The project report identified five “high priority” recommendations made at the end of the 10-month project, which looked at people in the Travis County Jail with mental health issues and substance use. The recommendations were as follows:
- Simplify data sharing and update the county’s “technology platform”.
- Set up a mental health diversion center
- Pilot housing programs and establish permanent housing solutions
- Increase the number of peer specialists where people would intersect with the mental health and criminal law system
- Restore the lawyer program in first appearance
Report: 5 ways to keep people with mental disorders out of jail in Travis County
According to the report, there are approximately 900 people with a “mental health identifier” in the Travis County Jail at any given time, which is just under 40 percent of the population.
The researchers also collected data on bookings from September 2018 to September 2022 and found at least 100 people who “represented people who cycle in and out of prison” with a mental health flag. The people in that pool each had at least 3 arrests. One had as many as 89, according to the report.
Of these people, 75% of the arrests were for petty crimes. The trespassing charges accounted for 55% of the multiple arrests.

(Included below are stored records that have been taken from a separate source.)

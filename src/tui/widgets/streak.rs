use ratatui::{
    layout::Rect,
    style::Modifier,
    text::{Line, Span},
    widgets::{Block, BorderType, Borders, Paragraph},
    Frame,
};

use crate::models::{RunStreak, StreakReport};
use crate::tui::theme;
use crate::utils::format::{format_long_date, pluralize, progress_bar};

pub fn render(frame: &mut Frame, area: Rect, streak: &RunStreak, report: &StreakReport) {
    let block = Block::default()
        .title(Span::styled(" Run streak ", theme::accent()))
        .borders(Borders::ALL)
        .border_type(BorderType::Rounded)
        .border_style(theme::border())
        .style(theme::surface());

    let count = i64::from(streak.summary.streak_count);
    // A run logged today gets the accent colour.
    let count_style = if streak.ran_today {
        theme::accent().add_modifier(Modifier::BOLD)
    } else if count == 0 {
        theme::red()
    } else {
        theme::bold()
    };

    let mut lines = vec![
        Line::from(""),
        Line::from(vec![
            Span::styled("  ", theme::dim()),
            Span::styled(format!("{} {}", count, pluralize(count, "day")), count_style),
            Span::styled(
                format!("  since {}", format_long_date(streak.summary.streak_start)),
                theme::dim(),
            ),
        ]),
        Line::from(""),
    ];

    if streak.year_progress() < 1.0 {
        lines.push(Line::from(vec![
            Span::styled("  ", theme::dim()),
            Span::styled(progress_bar(streak.year_progress(), 24), theme::green()),
            Span::styled("  full year", theme::dim()),
        ]));
    }

    lines.push(Line::from(Span::styled(
        format!(
            "  Best: {} days  ·  {} – {}",
            report.longest_streak, report.longest_streak_start, report.longest_streak_end
        ),
        theme::dim(),
    )));

    frame.render_widget(Paragraph::new(lines).block(block), area);
}
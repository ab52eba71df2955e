use anyhow::{Result, anyhow};
use chrono::{DateTime, NaiveDate, NaiveTime, SecondsFormat, Utc};
use log::debug;
use rusqlite::{Connection, OptionalExtension, params, params_from_iter};

use crate::config::settings::StreakConfig;
use crate::models::{Activity, ActivityTotals, RunStreak, SportType, StreakReport};
use crate::streak::{ActivityDay, calculate_streak, calculate_streaks};

const ACTIVITY_COLUMNS: &str =
    "id, name, date, sport_type, distance, moving_time, elapsed_time, total_elevation_gain";

type ActivityRow = (i64, String, String, String, f64, i64, i64, f64);

fn to_db_date(date: DateTime<Utc>) -> String {
    date.to_rfc3339_opts(SecondsFormat::Secs, true)
}

fn read_row(row: &rusqlite::Row<'_>) -> rusqlite::Result<ActivityRow> {
    Ok((
        row.get(0)?,
        row.get(1)?,
        row.get(2)?,
        row.get(3)?,
        row.get(4)?,
        row.get(5)?,
        row.get(6)?,
        row.get(7)?,
    ))
}

fn into_activity(row: ActivityRow) -> Result<Activity> {
    let (id, name, date, sport_type, distance, moving_time, elapsed_time, total_elevation_gain) =
        row;
    let date = DateTime::parse_from_rfc3339(&date)
        .map_err(|e| anyhow!("Bad date '{}' on activity {}: {}", date, id, e))?
        .with_timezone(&Utc);
    Ok(Activity {
        id,
        name,
        date,
        sport_type: SportType::from(sport_type),
        distance,
        moving_time,
        elapsed_time,
        total_elevation_gain,
    })
}

fn placeholders(n: usize) -> String {
    vec!["?"; n].join(", ")
}

fn sport_names(sports: &[SportType]) -> Vec<String> {
    sports.iter().map(|s| s.as_str().to_string()).collect()
}

// ─── Activity repo ───────────────────────────────────────────────────────────

pub struct ActivityRepo;

impl ActivityRepo {
    pub fn upsert(conn: &Connection, activity: &Activity) -> Result<()> {
        conn.execute(
            "INSERT INTO activities
                (id, name, date, sport_type, distance, moving_time, elapsed_time, total_elevation_gain)
             VALUES (?1, ?2, ?3, ?4, ?5, ?6, ?7, ?8)
             ON CONFLICT(id) DO UPDATE SET
                name = ?2, date = ?3, sport_type = ?4, distance = ?5,
                moving_time = ?6, elapsed_time = ?7, total_elevation_gain = ?8",
            params![
                activity.id,
                activity.name,
                to_db_date(activity.date),
                activity.sport_type.as_str(),
                activity.distance,
                activity.moving_time,
                activity.elapsed_time,
                activity.total_elevation_gain,
            ],
        )?;
        Ok(())
    }

    /// Upsert a batch atomically. Returns how many rows were written.
    pub fn upsert_all(conn: &Connection, activities: &[Activity]) -> Result<usize> {
        let tx = conn.unchecked_transaction()?;
        for activity in activities {
            Self::upsert(&tx, activity)?;
        }
        tx.commit()?;
        debug!("upserted {} activities", activities.len());
        Ok(activities.len())
    }

    /// Manual entries get negative ids so they never collide with provider ids.
    pub fn next_manual_id(conn: &Connection) -> Result<i64> {
        let lowest: i64 = conn.query_row(
            "SELECT COALESCE(MIN(id), 0) FROM activities WHERE id < 0",
            [],
            |row| row.get(0),
        )?;
        Ok(lowest - 1)
    }

    pub fn list_desc(conn: &Connection, limit: Option<u32>) -> Result<Vec<Activity>> {
        let sql = format!(
            "SELECT {} FROM activities ORDER BY date DESC, id DESC LIMIT ?1",
            ACTIVITY_COLUMNS
        );
        let limit = limit.map(i64::from).unwrap_or(-1);
        let mut stmt = conn.prepare(&sql)?;
        let rows = stmt
            .query_map(params![limit], read_row)?
            .collect::<rusqlite::Result<Vec<_>>>()?;
        rows.into_iter().map(into_activity).collect()
    }

    /// Newest activity of one of `sports`.
    pub fn last_of(conn: &Connection, sports: &[SportType]) -> Result<Option<Activity>> {
        if sports.is_empty() {
            return Ok(None);
        }
        let sql = format!(
            "SELECT {} FROM activities WHERE sport_type IN ({}) ORDER BY date DESC, id DESC LIMIT 1",
            ACTIVITY_COLUMNS,
            placeholders(sports.len())
        );
        let row = conn
            .query_row(&sql, params_from_iter(sport_names(sports)), read_row)
            .optional()?;
        row.map(into_activity).transpose()
    }

    /// Dates of the activities that keep a streak alive on or before `until`
    /// (UTC), newest first.
    pub fn qualifying_dates(
        conn: &Connection,
        rule: &StreakConfig,
        until: NaiveDate,
    ) -> Result<Vec<String>> {
        if rule.sport_types.is_empty() {
            return Ok(Vec::new());
        }
        // Stored dates are fixed-width RFC 3339 in UTC, so text order is time order.
        let before = until
            .succ_opt()
            .map(|next| to_db_date(next.and_time(NaiveTime::MIN).and_utc()));
        let sql = format!(
            "SELECT date FROM activities
             WHERE sport_type IN ({}) AND distance > ?{}
             ORDER BY date DESC",
            placeholders(rule.sport_types.len()),
            if before.is_some() { " AND date < ?" } else { "" }
        );
        let mut values: Vec<rusqlite::types::Value> = sport_names(&rule.sport_types)
            .into_iter()
            .map(rusqlite::types::Value::from)
            .collect();
        values.push(rule.min_distance_m.into());
        if let Some(before) = before {
            values.push(before.into());
        }

        let mut stmt = conn.prepare(&sql)?;
        let dates = stmt
            .query_map(params_from_iter(values), |row| row.get(0))?
            .collect::<rusqlite::Result<Vec<String>>>()?;
        Ok(dates)
    }

    /// Totals over `sports`, or over everything when `None`.
    pub fn totals(conn: &Connection, sports: Option<&[SportType]>) -> Result<ActivityTotals> {
        let base = "SELECT COUNT(*), COALESCE(SUM(distance), 0), COALESCE(SUM(moving_time), 0),
                           COALESCE(SUM(total_elevation_gain), 0)
                    FROM activities";
        let map = |row: &rusqlite::Row<'_>| {
            Ok(ActivityTotals {
                count: row.get(0)?,
                distance: row.get(1)?,
                moving_time: row.get(2)?,
                total_elevation_gain: row.get(3)?,
            })
        };
        let totals = match sports {
            None => conn.query_row(base, [], map)?,
            Some([]) => ActivityTotals::default(),
            Some(sports) => {
                let sql = format!("{} WHERE sport_type IN ({})", base, placeholders(sports.len()));
                conn.query_row(&sql, params_from_iter(sport_names(sports)), map)?
            }
        };
        Ok(totals)
    }

    pub fn totals_by_sport(conn: &Connection) -> Result<Vec<(SportType, ActivityTotals)>> {
        let mut stmt = conn.prepare(
            "SELECT sport_type, COUNT(*), SUM(distance), SUM(moving_time), SUM(total_elevation_gain)
             FROM activities
             GROUP BY sport_type
             ORDER BY COUNT(*) DESC, sport_type",
        )?;
        let rows = stmt.query_map([], |row| {
            Ok((
                SportType::from(row.get::<_, String>(0)?),
                ActivityTotals {
                    count: row.get(1)?,
                    distance: row.get(2)?,
                    moving_time: row.get(3)?,
                    total_elevation_gain: row.get(4)?,
                },
            ))
        })?;
        rows.collect::<rusqlite::Result<Vec<_>>>()
            .map_err(anyhow::Error::from)
    }
}

// ─── Stats repo ──────────────────────────────────────────────────────────────

pub struct StatsRepo;

impl StatsRepo {
    /// Dashboard streak as of `today`.
    pub fn run_streak(conn: &Connection, rule: &StreakConfig, today: NaiveDate) -> Result<RunStreak> {
        let dates = ActivityRepo::qualifying_dates(conn, rule, today)?;
        let summary = calculate_streak(&dates, today)?;
        let ran_today = dates
            .first()
            .and_then(|d| d.activity_day())
            .is_some_and(|d| d == today);
        Ok(RunStreak { summary, ran_today })
    }

    pub fn streak_report(
        conn: &Connection,
        rule: &StreakConfig,
        today: NaiveDate,
    ) -> Result<StreakReport> {
        let dates = ActivityRepo::qualifying_dates(conn, rule, today)?;
        Ok(calculate_streaks(&dates, today)?)
    }
}

// ─── App meta ────────────────────────────────────────────────────────────────

pub struct MetaRepo;

impl MetaRepo {
    pub fn get(conn: &Connection, key: &str) -> Result<Option<String>> {
        conn.query_row(
            "SELECT value FROM app_meta WHERE key = ?1",
            params![key],
            |row| row.get(0),
        )
        .optional()
        .map_err(anyhow::Error::from)
    }

    pub fn set(conn: &Connection, key: &str, value: &str) -> Result<()> {
        conn.execute(
            "INSERT INTO app_meta (key, value) VALUES (?1, ?2)
             ON CONFLICT(key) DO UPDATE SET value = ?2",
            params![key, value],
        )?;
        Ok(())
    }
}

Mental Health Detour Center
Travis County’s largest mental health facility is not a hospital. According to county judge Andy Brown, the largest mental health facility in our county is the jail.
“Which is unacceptable to me,” Brown told KXAN previously. “So we’re trying to follow models across the country who are doing a better job of identifying people brought in by police who really have an unmet mental health need.”
Brown and other county leaders traveled around the country researching existing models of mental health diversion in places like Nashville, Miami-Dade and Harris County.
The largest mental health facility in Travis County is its prison. Judge Brown looks at diversion options
The Dell Medical report also recommended that the county create a mental health diversion center, where people with mental health disorders or substance use could receive treatment and services instead of sitting in jail.
The report estimated between 60 and 136 people who might be detour-eligible each month and recommended that the facility have 32 to 70 beds. To predict population growth over the next decade, he recommended that there should be 40-88 bed places in the future.
Students at the LBJ School of Public Affairs created a calculator to estimate how much the facility would cost, according to the report. To build a 32-bed diversion center at just over 30,000 square feet, it would cost the county about $30 million to create the facility and about $5 million annually to operate.
But the report shows the county could actually save money by keeping people out of jail.
Looking at Miami-Dade as an example, the report found that while its diversion center is still under construction, crisis intervention teams were able to divert enough arrests to close one of their jails, “saving about $12 million annually in taxpayer dollars.”
Between 2010 and 2018, the CIT team helped reduce the prison population by nearly 40%, the report said.
“They estimate that this has resulted in approximately 109,704 fewer incarcerated days for inmates annually, which equates to a cost reduction of $29 million annually. Conversely, they expect their diversion center (once it opens) to operate at approximately $25 million annually, which will include a range of services not currently recommended for Travis County, including long-term support housing” , says the report.